It’s been almost 3 years and the passage of time numbs the pain and horror and fear some things can bring into your life. It doesn’t always answer questions though, nor does it at times, stop the fear from haunting your dreams.
It’s been almost 3 years…
3 years ago, my husband burst into our bedroom, early one morning, breathless and with a look on his face I had never seen. Grabbing the blankets around me, and shaking the sleep from my head I made him repeat what he said. “Tina, someone has put a rock through our car window” Confused, worried, upset, and sleepy, I grabbed a dress, threw it on with my shoes, grabbed a coat and followed him outside. I wanted to see what this rock some kid must of thrown through our car window was and find the little brat that did it!
My first thoughts, it was an accident, it had to be, it was a dream, it had to be, it wasn’t real, it couldn’t be. Of course it wasn’t an accident, it was done, in such a way, and left in such a way, to inspire fear. A kid didn’t do this. It had to be someone tall enough to reach over and repeatedly smash the rock through the window, over and over again until it broke. But why? Who? When? What had we done to make someone so upset at us that they would do this? We didn’t know. We still don’t. We never will.
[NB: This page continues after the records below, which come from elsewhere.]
//! # Database Migrations
//!
//! Embedded SQL migrations for blumfo.
//!
//! ## How Migrations Work
//! ```text
//! ┌─────────────────────────────────────────────────────────────────────────┐
//! │                      Migration Process                                  │
//! │                                                                         │
//! │  App Startup                                                           │
//! │       │                                                                 │
//! │       ▼                                                                 │
//! │  Check _sqlx_migrations table                                          │
//! │       │                                                                 │
//! │       ├── Table doesn't exist? Create it                               │
//! │       │                                                                 │
//! │       ▼                                                                 │
//! │  Compare embedded migrations vs applied                                │
//! │       │                                                                 │
//! │       ├── 001_initial_schema.sql ✓ (already applied)                  │
//! │       └── 002_add_fts.sql        ⬜ (NEW - needs to run)               │
//! │       │                                                                 │
//! │       ▼                                                                 │
//! │  Run pending migrations in order, record in _sqlx_migrations           │
//! └─────────────────────────────────────────────────────────────────────────┘
//! ```
//!
//! ## Adding New Migrations
//!
//! 1. Create a new file in `migrations/sqlite/` with the next sequence number
//! 2. Name format: `NNN_description.sql` (e.g., `003_add_credit_notes.sql`)
//! 3. Write idempotent SQL (use `IF NOT EXISTS` where possible)
//! 4. **NEVER** modify existing migrations - always add new ones

use sqlx::SqlitePool;
use tracing::info;

use crate::error::DbResult;

/// Embedded migrations from the `migrations/sqlite` directory.
///
/// The `sqlx::migrate!()` macro embeds all SQL files from the specified
/// directory into the binary at compile time. No runtime file access needed.
///
/// ## Directory Structure
/// ```text
/// migrations/sqlite/
/// ├── 001_initial_schema.sql  # Core tables
/// └── 002_add_fts.sql         # Full-text search
/// ```
static MIGRATOR: sqlx::migrate::Migrator = sqlx::migrate!("../../migrations/sqlite");

/// Runs all pending database migrations.
///
/// ## Safety
/// - Idempotent: safe to run multiple times
/// - Transactional: each migration runs in a transaction
/// - Ordered: migrations run in filename order (001, 002, ...)
pub async fn run_migrations(pool: &SqlitePool) -> DbResult<()> {
    info!("Checking for pending migrations");

    MIGRATOR.run(pool).await?;

    info!("All migrations applied successfully");
    Ok(())
}

/// Returns information about migrations.
///
/// ## Returns
/// Tuple of (total_migrations, applied_migrations)
///
/// ## Usage
/// For diagnostics and health checks.
pub async fn migration_status(pool: &SqlitePool) -> DbResult<(usize, usize)> {
    let total = MIGRATOR.migrations.len();

    let applied: i64 = sqlx::query_scalar("SELECT COUNT(*) FROM _sqlx_migrations")
        .fetch_one(pool)
        .await
        .unwrap_or(0);

    Ok((total, applied as usize))
}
We’ve chosen to believe that it was a case of mistaken identities. It’s all we can choose to do with out letting it cripple us. The car that should have been parked next to ours that night would have been also red, and also a 4 door. That car owner had just recently had difficulties with a neighbor, dealing with the use of drugs and selling of drugs from their downstairs apartment. Was this act done to scare her? To stop her from continuing with her duty, and turning these criminals in? Was our car just in the wrong place at the wrong time, and it wasn’t meant for us at all. That is what we have chosen to believe.
It’s all you can do, when something this personal, this evil, this disgusting strikes not only your car, but your very heart. Not only did it shatter the windshield, it shattered a part of that child like innocence I had about this valley and this world. I didn’t feel so safe anymore.
But it was 3 years ago, and we made choices not to let our hearts be victims. . .
It was 3 years ago, and the passage of time numbs all things. . .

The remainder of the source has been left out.